As a radio celebrity with many listeners, I think it is reasonable to hope that our local DJs will be more aware of social trends and be more concerned about promoting respect for people (not only for their physicality), and to help young people be positive about their self-image.
Moreover, in responding to a caller who had won tickets to some event, Mr Young immediately asked the male caller to bring three of his hottest friends, again emphasizing the importance of good looks. And then he at once followed with asking if the friends would be females. When the caller said he did not know, Mr Young was (or acted) shocked. He said he thought the caller did not know the sex of his friends, like he was bringing friends from Changi Village. Here, Mr Young alluded to the transsexuals of Singapore. When the caller said “no la…”, Mr Young breathed a sigh of relief and implied the idea of ‘Phew, that’s good’.
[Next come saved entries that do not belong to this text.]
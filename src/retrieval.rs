//! OpenSearch k-NN retrieval and ingest.
//!
//! The HNSW index lives in OpenSearch; this module only builds the index
//! mapping, bulk-loads embedded documents and issues `knn` queries.

use std::path::Path;

use async_trait::async_trait;
use reqwest::header::CONTENT_TYPE;
use reqwest::{Method, StatusCode};
use serde::{Deserialize, Serialize};
use serde_json::{json, Value};
use tracing::{debug, info};
use uuid::Uuid;

use crate::config::OpenSearchSettings;
use crate::error::{Error, Result};
use crate::llm::ChatModel;

/// Field holding the document vector.
pub const EMBEDDING_FIELD: &str = "embedding";

const INGEST_BATCH: usize = 32;

/// A news article as stored in the index.
#[derive(Debug, Clone, Default, PartialEq, Serialize, Deserialize)]
pub struct Document {
    #[serde(default)]
    pub id: String,
    #[serde(default)]
    pub title: String,
    #[serde(default)]
    pub text: String,
    #[serde(default)]
    pub source: String,
    #[serde(default, skip_serializing_if = "Option::is_none")]
    pub published_at: Option<String>,
    /// Similarity score; only set on search results.
    #[serde(default, skip_serializing)]
    pub score: Option<f32>,
}

impl Document {
    /// Text that gets embedded for this document.
    pub fn embedding_input(&self) -> String {
        if self.title.is_empty() {
            self.text.clone()
        } else {
            format!("{}\n\n{}", self.title, self.text)
        }
    }
}

/// Nearest-neighbour document search.
#[async_trait]
pub trait Retriever: Send + Sync {
    async fn search(&self, query_vector: &[f32], k: usize) -> Result<Vec<Document>>;
}

/// Client for one OpenSearch index.
#[derive(Debug, Clone)]
pub struct OpenSearchRetriever {
    settings: OpenSearchSettings,
    client: reqwest::Client,
}

impl OpenSearchRetriever {
    pub fn new(settings: OpenSearchSettings) -> Result<Self> {
        let client = reqwest::Client::builder().build()?;
        Ok(Self { settings, client })
    }

    pub fn index(&self) -> &str {
        &self.settings.index
    }

    /// Create the index with an HNSW `knn_vector` mapping unless it exists.
    /// Returns whether the index was created.
    pub async fn ensure_index(&self, dimension: usize) -> Result<bool> {
        let response = self.request(Method::HEAD, "").send().await.map_err(unreachable)?;
        match response.status() {
            s if s.is_success() => return Ok(false),
            StatusCode::NOT_FOUND => {}
            s => return Err(Error::Retrieval(format!("index check returned {s}"))),
        }

        info!("Creating index {} (dimension {})", self.settings.index, dimension);
        let response = self
            .request(Method::PUT, "")
            .json(&index_body(dimension))
            .send()
            .await
            .map_err(unreachable)?;
        checked(response).await?;
        Ok(true)
    }

    /// Bulk-load documents with their vectors and refresh the index.
    pub async fn index_documents(&self, documents: &[Document], vectors: &[Vec<f32>]) -> Result<usize> {
        if documents.len() != vectors.len() {
            return Err(Error::Retrieval(format!(
                "{} documents but {} vectors",
                documents.len(),
                vectors.len()
            )));
        }
        if documents.is_empty() {
            return Ok(0);
        }

        let body = bulk_body(&self.settings.index, documents, vectors)?;
        let response = self
            .request(Method::POST, "/_bulk?refresh=true")
            .header(CONTENT_TYPE, "application/x-ndjson")
            .body(body)
            .send()
            .await
            .map_err(unreachable)?;
        let result = checked(response).await?;

        if result.get("errors").and_then(Value::as_bool).unwrap_or(false) {
            let reason = result
                .pointer("/items/0/index/error/reason")
                .and_then(Value::as_str)
                .unwrap_or("unknown error");
            return Err(Error::Retrieval(format!("bulk ingest failed: {reason}")));
        }
        Ok(documents.len())
    }

    fn request(&self, method: Method, path: &str) -> reqwest::RequestBuilder {
        let url = format!("{}/{}{}", self.settings.url, self.settings.index, path);
        let builder = self.client.request(method, url);
        match &self.settings.basic_auth {
            Some((user, pass)) => builder.basic_auth(user, Some(pass)),
            None => builder,
        }
    }
}

#[async_trait]
impl Retriever for OpenSearchRetriever {
    async fn search(&self, query_vector: &[f32], k: usize) -> Result<Vec<Document>> {
        debug!("k-NN search on {} (k={})", self.settings.index, k);
        let response = self
            .request(Method::POST, "/_search")
            .json(&knn_query(query_vector, k))
            .send()
            .await
            .map_err(unreachable)?;
        parse_hits(&checked(response).await?)
    }
}

fn unreachable(e: reqwest::Error) -> Error {
    Error::Retrieval(format!("OpenSearch unreachable: {e}"))
}

async fn checked(response: reqwest::Response) -> Result<Value> {
    let status = response.status();
    let text = response.text().await.map_err(unreachable)?;
    if !status.is_success() {
        return Err(Error::Retrieval(format!("OpenSearch returned {status}: {text}")));
    }
    serde_json::from_str(&text).map_err(|e| Error::Retrieval(format!("invalid OpenSearch response: {e}")))
}

fn index_body(dimension: usize) -> Value {
    json!({
        "settings": {"index": {"knn": true}},
        "mappings": {
            "properties": {
                "title": {"type": "text"},
                "text": {"type": "text"},
                "source": {"type": "keyword"},
                "published_at": {"type": "date"},
                EMBEDDING_FIELD: {
                    "type": "knn_vector",
                    "dimension": dimension,
                    "method": {
                        "name": "hnsw",
                        "space_type": "cosinesimil",
                        "engine": "lucene"
                    }
                }
            }
        }
    })
}

fn knn_query(vector: &[f32], k: usize) -> Value {
    json!({
        "size": k,
        "_source": {"excludes": [EMBEDDING_FIELD]},
        "query": {"knn": {EMBEDDING_FIELD: {"vector": vector, "k": k}}}
    })
}

fn bulk_body(index: &str, documents: &[Document], vectors: &[Vec<f32>]) -> Result<String> {
    let mut body = String::new();
    for (doc, vector) in documents.iter().zip(vectors) {
        let action = json!({"index": {"_index": index, "_id": doc.id}});
        let mut source = serde_json::to_value(doc)?;
        source[EMBEDDING_FIELD] = json!(vector);
        body.push_str(&action.to_string());
        body.push('\n');
        body.push_str(&source.to_string());
        body.push('\n');
    }
    Ok(body)
}

fn parse_hits(result: &Value) -> Result<Vec<Document>> {
    let hits = result
        .pointer("/hits/hits")
        .and_then(Value::as_array)
        .ok_or_else(|| Error::Retrieval("search response has no hits".into()))?;

    hits.iter()
        .map(|hit| -> Result<Document> {
            let mut doc: Document = serde_json::from_value(hit["_source"].clone())?;
            if let Some(id) = hit["_id"].as_str() {
                doc.id = id.to_string();
            }
            doc.score = hit["_score"].as_f64().map(|s| s as f32);
            Ok(doc)
        })
        .collect()
}

/// Load a JSONL file of documents, embed and index them. Returns the count.
pub async fn ingest_file(
    path: &Path,
    model: &dyn ChatModel,
    retriever: &OpenSearchRetriever,
    dimension: usize,
) -> Result<usize> {
    let raw = tokio::fs::read_to_string(path).await?;
    let documents = parse_jsonl(&raw)?;
    info!("Ingesting {} documents from {}", documents.len(), path.display());

    retriever.ensure_index(dimension).await?;

    let mut indexed = 0;
    for batch in documents.chunks(INGEST_BATCH) {
        let inputs: Vec<String> = batch.iter().map(Document::embedding_input).collect();
        let vectors = model.embed(&inputs).await?;
        if let Some(bad) = vectors.iter().find(|v| v.len() != dimension) {
            return Err(Error::Retrieval(format!(
                "embedding has dimension {}, index expects {dimension}",
                bad.len()
            )));
        }
        indexed += retriever.index_documents(batch, &vectors).await?;
        debug!("Indexed {}/{}", indexed, documents.len());
    }
    Ok(indexed)
}

/// One document per non-empty line; missing ids get a fresh uuid.
fn parse_jsonl(raw: &str) -> Result<Vec<Document>> {
    raw.lines()
        .enumerate()
        .filter(|(_, line)| !line.trim().is_empty())
        .map(|(n, line)| -> Result<Document> {
            let mut doc: Document = serde_json::from_str(line)
                .map_err(|e| Error::InvalidParams(format!("line {}: {e}", n + 1)))?;
            if doc.id.is_empty() {
                doc.id = Uuid::new_v4().to_string();
            }
            Ok(doc)
        })
        .collect()
}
Here, Mr Young was subtly discriminatory towards the transgendered community in Singapore, already a very marginalized group. It may be subtle, but then most media messages that people internalize are plenty, all-around, and each seemingly subtle, yet in totality effective in propagating and reinforcing certain narrow and discriminatory ideas.
This message was sent on the 17th of December, 2010. About two weeks later, no response was received, and I sent another email asking for an acknowledgement of the receipt of the earlier email. As of January, 2011, I have not received any response from MediaCorp.
I am disappointed that the official media conglomerate of Singapore, MediaCorp failed to be responsible enough to address people and be accountable to them. This is especially problematic in an organisation whose work impacts the lives of people. Beyond being a matter of company and customer relations, one who controls the media should be aware of its social implications-such as the way it increasingly pervades our lives and influences our emotions and identity.
UPDATE: The writer has still received no response from Mediacorp.
Nina Carlina is a supporter of AWARE’s cause. She is currently completing her honors in Sociology at NUS.